Material supplied:
################

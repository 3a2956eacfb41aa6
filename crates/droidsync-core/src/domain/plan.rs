//! Track model, diff policies and plan computation
//!
//! The plan is the policy-aware set difference `local − remote`, keyed by
//! file name. The default [`DiffPolicy::NameOnly`] reproduces the historic
//! behavior: two files with the same name are considered the same track
//! regardless of content. The stronger policies additionally require a size
//! or content-hash match for same-name pairs; when the remote side of a
//! comparison is unavailable (stat or hash failed), the pair falls back to
//! a name-only match rather than re-pushing on missing metadata.

use std::path::PathBuf;

use serde::{Deserialize, Serialize};

/// Audio file extensions recognized in the local directory.
///
/// Matching is a case-sensitive suffix check.
pub const AUDIO_EXTENSIONS: &[&str] = &[".m4a", ".mp3"];

/// Returns true if `name` carries a recognized audio extension.
#[must_use]
pub fn is_audio_file(name: &str) -> bool {
    AUDIO_EXTENSIONS.iter().any(|ext| name.ends_with(ext))
}

/// A file in the local library directory
#[derive(Debug, Clone, PartialEq, Eq)]
pub struct LocalTrack {
    /// File name, the diff key
    pub name: String,
    /// Absolute path, re-validated at transfer time
    pub path: PathBuf,
    /// Size in bytes at enumeration time
    pub size: u64,
    /// SHA-256 hex digest, computed only under [`DiffPolicy::NameHash`]
    /// and only for tracks whose name also appears remotely
    pub hash: Option<String>,
}

/// A file in the device music directory
#[derive(Debug, Clone, PartialEq, Eq)]
pub struct RemoteTrack {
    pub name: String,
    /// Size in bytes, fetched only under [`DiffPolicy::NameSize`]
    pub size: Option<u64>,
    /// SHA-256 hex digest, fetched only under [`DiffPolicy::NameHash`]
    pub hash: Option<String>,
}

impl RemoteTrack {
    /// A remote track known by name alone.
    pub fn named(name: impl Into<String>) -> Self {
        Self {
            name: name.into(),
            size: None,
            hash: None,
        }
    }
}

/// How a local track is matched against a same-named remote track
#[derive(Debug, Clone, Copy, Default, PartialEq, Eq, Serialize, Deserialize)]
#[serde(rename_all = "kebab-case")]
pub enum DiffPolicy {
    /// Same name means already synced (historic behavior)
    #[default]
    NameOnly,
    /// Same name and same byte size
    NameSize,
    /// Same name and same SHA-256 digest
    NameHash,
}

impl DiffPolicy {
    /// Whether planning needs remote sizes for name-matching pairs.
    #[must_use]
    pub fn needs_size(&self) -> bool {
        matches!(self, DiffPolicy::NameSize)
    }

    /// Whether planning needs digests for name-matching pairs.
    #[must_use]
    pub fn needs_hash(&self) -> bool {
        matches!(self, DiffPolicy::NameHash)
    }

    /// Returns true if `remote` satisfies `local` under this policy.
    ///
    /// Only called for name-matching pairs. Missing remote metadata counts
    /// as a match so that a failed stat or digest never triggers a re-push.
    #[must_use]
    pub fn matches(&self, local: &LocalTrack, remote: &RemoteTrack) -> bool {
        debug_assert_eq!(local.name, remote.name);
        match self {
            DiffPolicy::NameOnly => true,
            DiffPolicy::NameSize => remote.size.map_or(true, |s| s == local.size),
            DiffPolicy::NameHash => match (&local.hash, &remote.hash) {
                (Some(l), Some(r)) => l == r,
                _ => true,
            },
        }
    }
}

impl std::fmt::Display for DiffPolicy {
    fn fmt(&self, f: &mut std::fmt::Formatter<'_>) -> std::fmt::Result {
        let s = match self {
            DiffPolicy::NameOnly => "name-only",
            DiffPolicy::NameSize => "name-size",
            DiffPolicy::NameHash => "name-hash",
        };
        write!(f, "{s}")
    }
}

impl std::str::FromStr for DiffPolicy {
    type Err = String;

    fn from_str(s: &str) -> Result<Self, Self::Err> {
        match s {
            "name-only" => Ok(DiffPolicy::NameOnly),
            "name-size" => Ok(DiffPolicy::NameSize),
            "name-hash" => Ok(DiffPolicy::NameHash),
            other => Err(format!(
                "unknown diff policy '{other}'; valid options: name-only, name-size, name-hash"
            )),
        }
    }
}

/// The ordered set of tracks slated for transfer in one sync run
#[derive(Debug, Clone, Default)]
pub struct SyncPlan {
    tracks: Vec<LocalTrack>,
}

impl SyncPlan {
    pub fn tracks(&self) -> &[LocalTrack] {
        &self.tracks
    }

    #[must_use]
    pub fn is_empty(&self) -> bool {
        self.tracks.is_empty()
    }

    #[must_use]
    pub fn len(&self) -> usize {
        self.tracks.len()
    }

    #[must_use]
    pub fn total_bytes(&self) -> u64 {
        self.tracks.iter().map(|t| t.size).sum()
    }

    pub fn file_names(&self) -> impl Iterator<Item = &str> {
        self.tracks.iter().map(|t| t.name.as_str())
    }
}

/// Computes the transfer plan: local tracks with no satisfying remote
/// counterpart under `policy`, sorted by name for determinism.
#[must_use]
pub fn compute_plan(local: &[LocalTrack], remote: &[RemoteTrack], policy: DiffPolicy) -> SyncPlan {
    let mut tracks: Vec<LocalTrack> = local
        .iter()
        .filter(|track| {
            match remote.iter().find(|r| r.name == track.name) {
                Some(counterpart) => !policy.matches(track, counterpart),
                None => true,
            }
        })
        .cloned()
        .collect();
    tracks.sort_by(|a, b| a.name.cmp(&b.name));
    SyncPlan { tracks }
}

################

Instructions to follow:
Nothing but an exact reproduction of the entries is wanted.

Result of this task:
repository 3a2956eacfb41aa6
filename crates/droidsync-core/src/domain/plan.rs
//! Track model, diff policies and plan computation
//!
//! The plan is the policy-aware set difference `local − remote`, keyed by
//! file name. The default [`DiffPolicy::NameOnly`] reproduces the historic
//! behavior: two files with the same name are considered the same track
//! regardless of content. The stronger policies additionally require a size
//! or content-hash match for same-name pairs; when the remote side of a
//! comparison is unavailable (stat or hash failed), the pair falls back to
//! a name-only match rather than re-pushing on missing metadata.

use std::path::PathBuf;

use serde::{Deserialize, Serialize};

/// Audio file extensions recognized in the local directory.
///
/// Matching is a case-sensitive suffix check.
pub const AUDIO_EXTENSIONS: &[&str] = &[".m4a", ".mp3"];

/// Returns true if `name` carries a recognized audio extension.
#[must_use]
pub fn is_audio_file(name: &str) -> bool {
    AUDIO_EXTENSIONS.iter().any(|ext| name.ends_with(ext))
}

/// A file in the local library directory
#[derive(Debug, Clone, PartialEq, Eq)]
pub struct LocalTrack {
    /// File name, the diff key
    pub name: String,
    /// Absolute path, re-validated at transfer time
    pub path: PathBuf,
    /// Size in bytes at enumeration time
    pub size: u64,
    /// SHA-256 hex digest, computed only under [`DiffPolicy::NameHash`]
    /// and only for tracks whose name also appears remotely
    pub hash: Option<String>,
}

/// A file in the device music directory
#[derive(Debug, Clone, PartialEq, Eq)]
pub struct RemoteTrack {
    pub name: String,
    /// Size in bytes, fetched only under [`DiffPolicy::NameSize`]
    pub size: Option<u64>,
    /// SHA-256 hex digest, fetched only under [`DiffPolicy::NameHash`]
    pub hash: Option<String>,
}

impl RemoteTrack {
    /// A remote track known by name alone.
    pub fn named(name: impl Into<String>) -> Self {
        Self {
            name: name.into(),
            size: None,
            hash: None,
        }
    }
}

/// How a local track is matched against a same-named remote track
#[derive(Debug, Clone, Copy, Default, PartialEq, Eq, Serialize, Deserialize)]
#[serde(rename_all = "kebab-case")]
pub enum DiffPolicy {
    /// Same name means already synced (historic behavior)
    #[default]
    NameOnly,
    /// Same name and same byte size
    NameSize,
    /// Same name and same SHA-256 digest
    NameHash,
}

impl DiffPolicy {
    /// Whether planning needs remote sizes for name-matching pairs.
    #[must_use]
    pub fn needs_size(&self) -> bool {
        matches!(self, DiffPolicy::NameSize)
    }

    /// Whether planning needs digests for name-matching pairs.
    #[must_use]
    pub fn needs_hash(&self) -> bool {
        matches!(self, DiffPolicy::NameHash)
    }

    /// Returns true if `remote` satisfies `local` under this policy.
    ///
    /// Only called for name-matching pairs. Missing remote metadata counts
    /// as a match so that a failed stat or digest never triggers a re-push.
    #[must_use]
    pub fn matches(&self, local: &LocalTrack, remote: &RemoteTrack) -> bool {
        debug_assert_eq!(local.name, remote.name);
        match self {
            DiffPolicy::NameOnly => true,
            DiffPolicy::NameSize => remote.size.map_or(true, |s| s == local.size),
            DiffPolicy::NameHash => match (&local.hash, &remote.hash) {
                (Some(l), Some(r)) => l == r,
                _ => true,
            },
        }
    }
}

impl std::fmt::Display for DiffPolicy {
    fn fmt(&self, f: &mut std::fmt::Formatter<'_>) -> std::fmt::Result {
        let s = match self {
            DiffPolicy::NameOnly => "name-only",
            DiffPolicy::NameSize => "name-size",
            DiffPolicy::NameHash => "name-hash",
        };
        write!(f, "{s}")
    }
}

impl std::str::FromStr for DiffPolicy {
    type Err = String;

    fn from_str(s: &str) -> Result<Self, Self::Err> {
        match s {
            "name-only" => Ok(DiffPolicy::NameOnly),
            "name-size" => Ok(DiffPolicy::NameSize),
            "name-hash" => Ok(DiffPolicy::NameHash),
            other => Err(format!(
                "unknown diff policy '{other}'; valid options: name-only, name-size, name-hash"
            )),
        }
    }
}

/// The ordered set of tracks slated for transfer in one sync run
#[derive(Debug, Clone, Default)]
pub struct SyncPlan {
    tracks: Vec<LocalTrack>,
}

impl SyncPlan {
    pub fn tracks(&self) -> &[LocalTrack] {
        &self.tracks
    }

    #[must_use]
    pub fn is_empty(&self) -> bool {
        self.tracks.is_empty()
    }

    #[must_use]
    pub fn len(&self) -> usize {
        self.tracks.len()
    }

    #[must_use]
    pub fn total_bytes(&self) -> u64 {
        self.tracks.iter().map(|t| t.size).sum()
    }

    pub fn file_names(&self) -> impl Iterator<Item = &str> {
        self.tracks.iter().map(|t| t.name.as_str())
    }
}

/// Computes the transfer plan: local tracks with no satisfying remote
/// counterpart under `policy`, sorted by name for determinism.
#[must_use]
pub fn compute_plan(local: &[LocalTrack], remote: &[RemoteTrack], policy: DiffPolicy) -> SyncPlan {
    let mut tracks: Vec<LocalTrack> = local
        .iter()
        .filter(|track| {
            match remote.iter().find(|r| r.name == track.name) {
                Some(counterpart) => !policy.matches(track, counterpart),
                None => true,
            }
        })
        .cloned()
        .collect();
    tracks.sort_by(|a, b| a.name.cmp(&b.name));
    SyncPlan { tracks }
}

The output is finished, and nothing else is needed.